>>

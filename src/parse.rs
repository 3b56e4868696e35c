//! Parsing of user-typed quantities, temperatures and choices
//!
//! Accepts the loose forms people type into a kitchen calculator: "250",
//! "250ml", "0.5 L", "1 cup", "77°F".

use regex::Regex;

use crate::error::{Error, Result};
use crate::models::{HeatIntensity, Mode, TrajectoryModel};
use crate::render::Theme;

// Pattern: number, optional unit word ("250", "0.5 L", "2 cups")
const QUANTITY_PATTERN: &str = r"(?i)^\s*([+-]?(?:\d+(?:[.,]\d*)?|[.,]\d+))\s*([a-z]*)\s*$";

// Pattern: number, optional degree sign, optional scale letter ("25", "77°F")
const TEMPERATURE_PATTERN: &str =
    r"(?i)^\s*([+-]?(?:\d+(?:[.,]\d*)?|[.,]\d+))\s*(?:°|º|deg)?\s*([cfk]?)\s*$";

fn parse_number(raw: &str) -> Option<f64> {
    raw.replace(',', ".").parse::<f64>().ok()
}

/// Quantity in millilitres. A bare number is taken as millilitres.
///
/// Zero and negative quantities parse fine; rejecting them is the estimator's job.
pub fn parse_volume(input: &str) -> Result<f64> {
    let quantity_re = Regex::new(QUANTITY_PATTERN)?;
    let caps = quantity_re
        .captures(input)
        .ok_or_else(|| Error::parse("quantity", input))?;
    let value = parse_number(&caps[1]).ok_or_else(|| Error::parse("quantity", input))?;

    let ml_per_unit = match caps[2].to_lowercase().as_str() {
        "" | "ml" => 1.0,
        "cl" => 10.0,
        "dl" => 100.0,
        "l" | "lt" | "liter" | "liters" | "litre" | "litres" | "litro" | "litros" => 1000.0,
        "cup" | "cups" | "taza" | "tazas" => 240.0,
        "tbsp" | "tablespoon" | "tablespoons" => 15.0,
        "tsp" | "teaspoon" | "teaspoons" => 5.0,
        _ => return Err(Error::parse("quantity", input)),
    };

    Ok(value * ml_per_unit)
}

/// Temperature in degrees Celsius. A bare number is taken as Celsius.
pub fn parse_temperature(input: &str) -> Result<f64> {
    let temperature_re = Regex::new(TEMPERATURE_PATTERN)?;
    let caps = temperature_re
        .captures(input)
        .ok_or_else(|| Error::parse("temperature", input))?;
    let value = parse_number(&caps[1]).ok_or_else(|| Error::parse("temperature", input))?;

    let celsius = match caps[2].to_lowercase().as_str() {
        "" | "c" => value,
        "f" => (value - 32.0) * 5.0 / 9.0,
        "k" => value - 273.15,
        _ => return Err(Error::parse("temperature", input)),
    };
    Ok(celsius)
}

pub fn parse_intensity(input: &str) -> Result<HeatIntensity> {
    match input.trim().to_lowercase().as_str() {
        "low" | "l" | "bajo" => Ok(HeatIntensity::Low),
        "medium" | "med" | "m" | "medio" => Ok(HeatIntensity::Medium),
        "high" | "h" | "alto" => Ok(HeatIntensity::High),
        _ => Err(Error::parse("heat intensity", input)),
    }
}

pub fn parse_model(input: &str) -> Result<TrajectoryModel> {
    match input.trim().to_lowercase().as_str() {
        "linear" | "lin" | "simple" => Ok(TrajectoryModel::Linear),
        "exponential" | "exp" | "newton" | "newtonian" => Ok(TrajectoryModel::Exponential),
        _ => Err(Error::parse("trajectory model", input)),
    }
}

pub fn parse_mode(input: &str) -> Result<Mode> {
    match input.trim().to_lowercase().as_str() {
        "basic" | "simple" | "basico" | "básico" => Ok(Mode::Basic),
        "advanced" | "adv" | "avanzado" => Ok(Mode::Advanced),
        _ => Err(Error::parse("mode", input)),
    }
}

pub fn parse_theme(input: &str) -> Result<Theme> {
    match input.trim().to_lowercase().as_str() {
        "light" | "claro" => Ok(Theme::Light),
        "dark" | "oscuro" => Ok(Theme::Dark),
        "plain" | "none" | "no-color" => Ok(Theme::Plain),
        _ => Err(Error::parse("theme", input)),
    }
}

<<
>>

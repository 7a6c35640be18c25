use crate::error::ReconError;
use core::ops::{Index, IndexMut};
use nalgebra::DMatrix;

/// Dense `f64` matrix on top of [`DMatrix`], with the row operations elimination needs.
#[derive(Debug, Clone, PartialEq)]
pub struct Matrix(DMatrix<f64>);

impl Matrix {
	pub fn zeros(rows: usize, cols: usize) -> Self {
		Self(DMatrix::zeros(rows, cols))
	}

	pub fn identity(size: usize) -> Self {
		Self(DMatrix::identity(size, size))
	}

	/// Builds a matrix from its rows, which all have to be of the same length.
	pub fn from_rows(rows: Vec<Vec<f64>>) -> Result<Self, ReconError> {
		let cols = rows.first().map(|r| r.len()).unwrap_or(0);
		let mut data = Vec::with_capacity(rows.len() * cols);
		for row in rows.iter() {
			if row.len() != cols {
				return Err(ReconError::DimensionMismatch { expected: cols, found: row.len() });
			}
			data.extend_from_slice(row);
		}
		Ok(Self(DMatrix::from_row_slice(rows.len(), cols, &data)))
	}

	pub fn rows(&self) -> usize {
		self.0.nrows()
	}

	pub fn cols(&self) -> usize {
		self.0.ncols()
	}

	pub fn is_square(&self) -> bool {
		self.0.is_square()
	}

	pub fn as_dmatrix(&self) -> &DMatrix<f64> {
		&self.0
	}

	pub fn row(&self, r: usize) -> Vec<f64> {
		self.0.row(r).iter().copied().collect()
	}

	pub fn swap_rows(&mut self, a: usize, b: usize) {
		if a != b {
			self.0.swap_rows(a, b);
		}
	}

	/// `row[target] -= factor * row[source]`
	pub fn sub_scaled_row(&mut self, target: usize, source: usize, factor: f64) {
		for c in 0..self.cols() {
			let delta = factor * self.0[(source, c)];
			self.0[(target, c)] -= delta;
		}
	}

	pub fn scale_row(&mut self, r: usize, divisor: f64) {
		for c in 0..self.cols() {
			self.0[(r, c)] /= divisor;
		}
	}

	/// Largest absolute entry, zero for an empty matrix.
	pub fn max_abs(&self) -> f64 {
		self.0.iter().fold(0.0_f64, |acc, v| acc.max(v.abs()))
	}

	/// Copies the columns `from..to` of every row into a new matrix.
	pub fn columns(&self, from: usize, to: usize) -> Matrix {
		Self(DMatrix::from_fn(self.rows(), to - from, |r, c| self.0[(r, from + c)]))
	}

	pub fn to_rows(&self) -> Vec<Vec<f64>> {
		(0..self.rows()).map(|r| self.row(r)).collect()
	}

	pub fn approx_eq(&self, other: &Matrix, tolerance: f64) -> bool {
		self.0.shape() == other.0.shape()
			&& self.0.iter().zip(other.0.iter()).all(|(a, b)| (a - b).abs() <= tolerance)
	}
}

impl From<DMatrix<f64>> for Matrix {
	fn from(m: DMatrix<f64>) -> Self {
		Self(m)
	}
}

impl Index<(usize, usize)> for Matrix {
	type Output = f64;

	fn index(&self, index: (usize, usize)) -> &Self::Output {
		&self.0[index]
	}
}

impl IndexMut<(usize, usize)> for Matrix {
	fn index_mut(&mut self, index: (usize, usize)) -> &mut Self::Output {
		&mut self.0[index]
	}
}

<<

• _REQUIRED WORK_: Lines above containing "data": give their number only.

• _ANSWER SPACE_: 3